**WHAT YOU NEED TO DO**
Please show all lines of the records that include "fraction".

**SOURCE DATA**
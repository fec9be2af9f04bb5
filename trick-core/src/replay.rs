//! Catch-up replay pass.
//!
//! [`replay`] feeds a batch of logged actions through a [`Router`]. The log
//! gives no ordering guarantee, so the batch is sorted first. Each entry is
//! then classified against the watermark: the next sequence is admitted,
//! anything further ahead is held in the gap buffer, anything at or below
//! the watermark is skipped. When the batch is exhausted the gap buffer is
//! drained.

use trick_types::{Action, Sequence};

use crate::router::{Admission, Router, RouterEvent};

/// Replay progress.
#[derive(Debug, Clone, Copy, PartialEq, Eq, Default)]
pub struct Progress {
    /// Entries handled so far.
    pub processed: usize,
    /// Entries in the batch.
    pub total: usize,
}

impl Progress {
    /// Completion fraction in `[0.0, 1.0]`. An empty batch counts as done.
    pub fn fraction(&self) -> f64 {
        if self.total == 0 {
            1.0
        } else {
            self.processed as f64 / self.total as f64
        }
    }
}

/// Outcome of a replay pass.
#[derive(Debug, Clone, PartialEq, Eq, Default)]
pub struct ReplayReport {
    /// Entries in the batch.
    pub fetched: usize,
    /// Entries admitted in batch order.
    pub admitted: usize,
    /// Entries held in the gap buffer while the batch was walked.
    pub held: usize,
    /// Entries at or below the watermark, or unsequenced.
    pub skipped: usize,
    /// Held entries admitted by the final drain.
    pub drained: usize,
    /// Watermark after the pass.
    pub watermark: Sequence,
}

/// Replay a batch of logged actions.
///
/// `on_progress` is called once per entry.
pub fn replay<F>(
    router: &mut Router,
    mut entries: Vec<Action>,
    mut on_progress: F,
) -> (ReplayReport, Vec<RouterEvent>)
where
    F: FnMut(Progress),
{
    entries.sort_by_key(Action::ordering_key);

    let total = entries.len();
    let mut report = ReplayReport {
        fetched: total,
        ..ReplayReport::default()
    };
    let mut events = Vec::new();

    for (idx, action) in entries.into_iter().enumerate() {
        if action.is_ephemeral() {
            report.skipped += 1;
        } else {
            match router.classify(action.sequence) {
                Admission::Next => {
                    router.admit(action, &mut events);
                    report.admitted += 1;
                }
                Admission::Ahead => {
                    router.hold(action, &mut events);
                    report.held += 1;
                }
                Admission::Duplicate => report.skipped += 1,
            }
        }
        on_progress(Progress {
            processed: idx + 1,
            total,
        });
    }

    report.drained = router.drain_gaps(&mut events);
    report.watermark = router.watermark().get();
    (report, events)
}
//! # sysprobe-shm
//!
//! Cross-process coordination memory for sysprobe.
//!
//! The stressors fork freely: trial children, supervised wrapper processes and the
//! harness itself all need to see the same descriptor strings and counters. This crate
//! provides the one region they share:
//!
//! - [`ProcessLock`]: a `PTHREAD_PROCESS_SHARED` mutex placed inside shared memory.
//! - [`SharedHeap`]: a `MAP_SHARED | MAP_ANONYMOUS` bump arena with string interning.
//!
//! Nothing allocated from the heap is ever freed; the whole region is released at
//! teardown.

pub mod lock;
pub mod shared_heap;

pub use lock::{ProcessLock, ProcessLockGuard};
pub use shared_heap::{
    CounterSlot, HeapConfig, HeapError, HeapUsage, InheritedMapping, SharedHeap, SharedStr,
};

/// System page size, falling back to 4 KiB if `sysconf` cannot report it.
#[must_use]
pub fn page_size() -> usize {
    // SAFETY: sysconf has no memory-safety preconditions.
    let raw = unsafe { libc::sysconf(libc::_SC_PAGESIZE) };
    if raw > 0 { raw as usize } else { 4096 }
}

/// Round `value` up to the next multiple of `align` (a power of two).
///
/// Returns `None` on overflow.
#[inline]
#[must_use]
pub fn round_up(value: usize, align: usize) -> Option<usize> {
    debug_assert!(align.is_power_of_two());
    value.checked_add(align - 1).map(|v| v & !(align - 1))
}

#[cfg(test)]
mod tests {
    use super::*;

    #[test]
    fn page_size_is_power_of_two() {
        assert!(page_size().is_power_of_two());
    }

    #[test]
    fn round_up_behaves_at_boundaries() {
        assert_eq!(round_up(0, 8), Some(0));
        assert_eq!(round_up(1, 8), Some(8));
        assert_eq!(round_up(8, 8), Some(8));
        assert_eq!(round_up(4097, 4096), Some(8192));
        assert_eq!(round_up(usize::MAX, 8), None);
    }
}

**RESULT BELOW**
    /// Completion fraction in `[0.0, 1.0]`. An empty batch counts as done.
    pub fn fraction(&self) -> f64 {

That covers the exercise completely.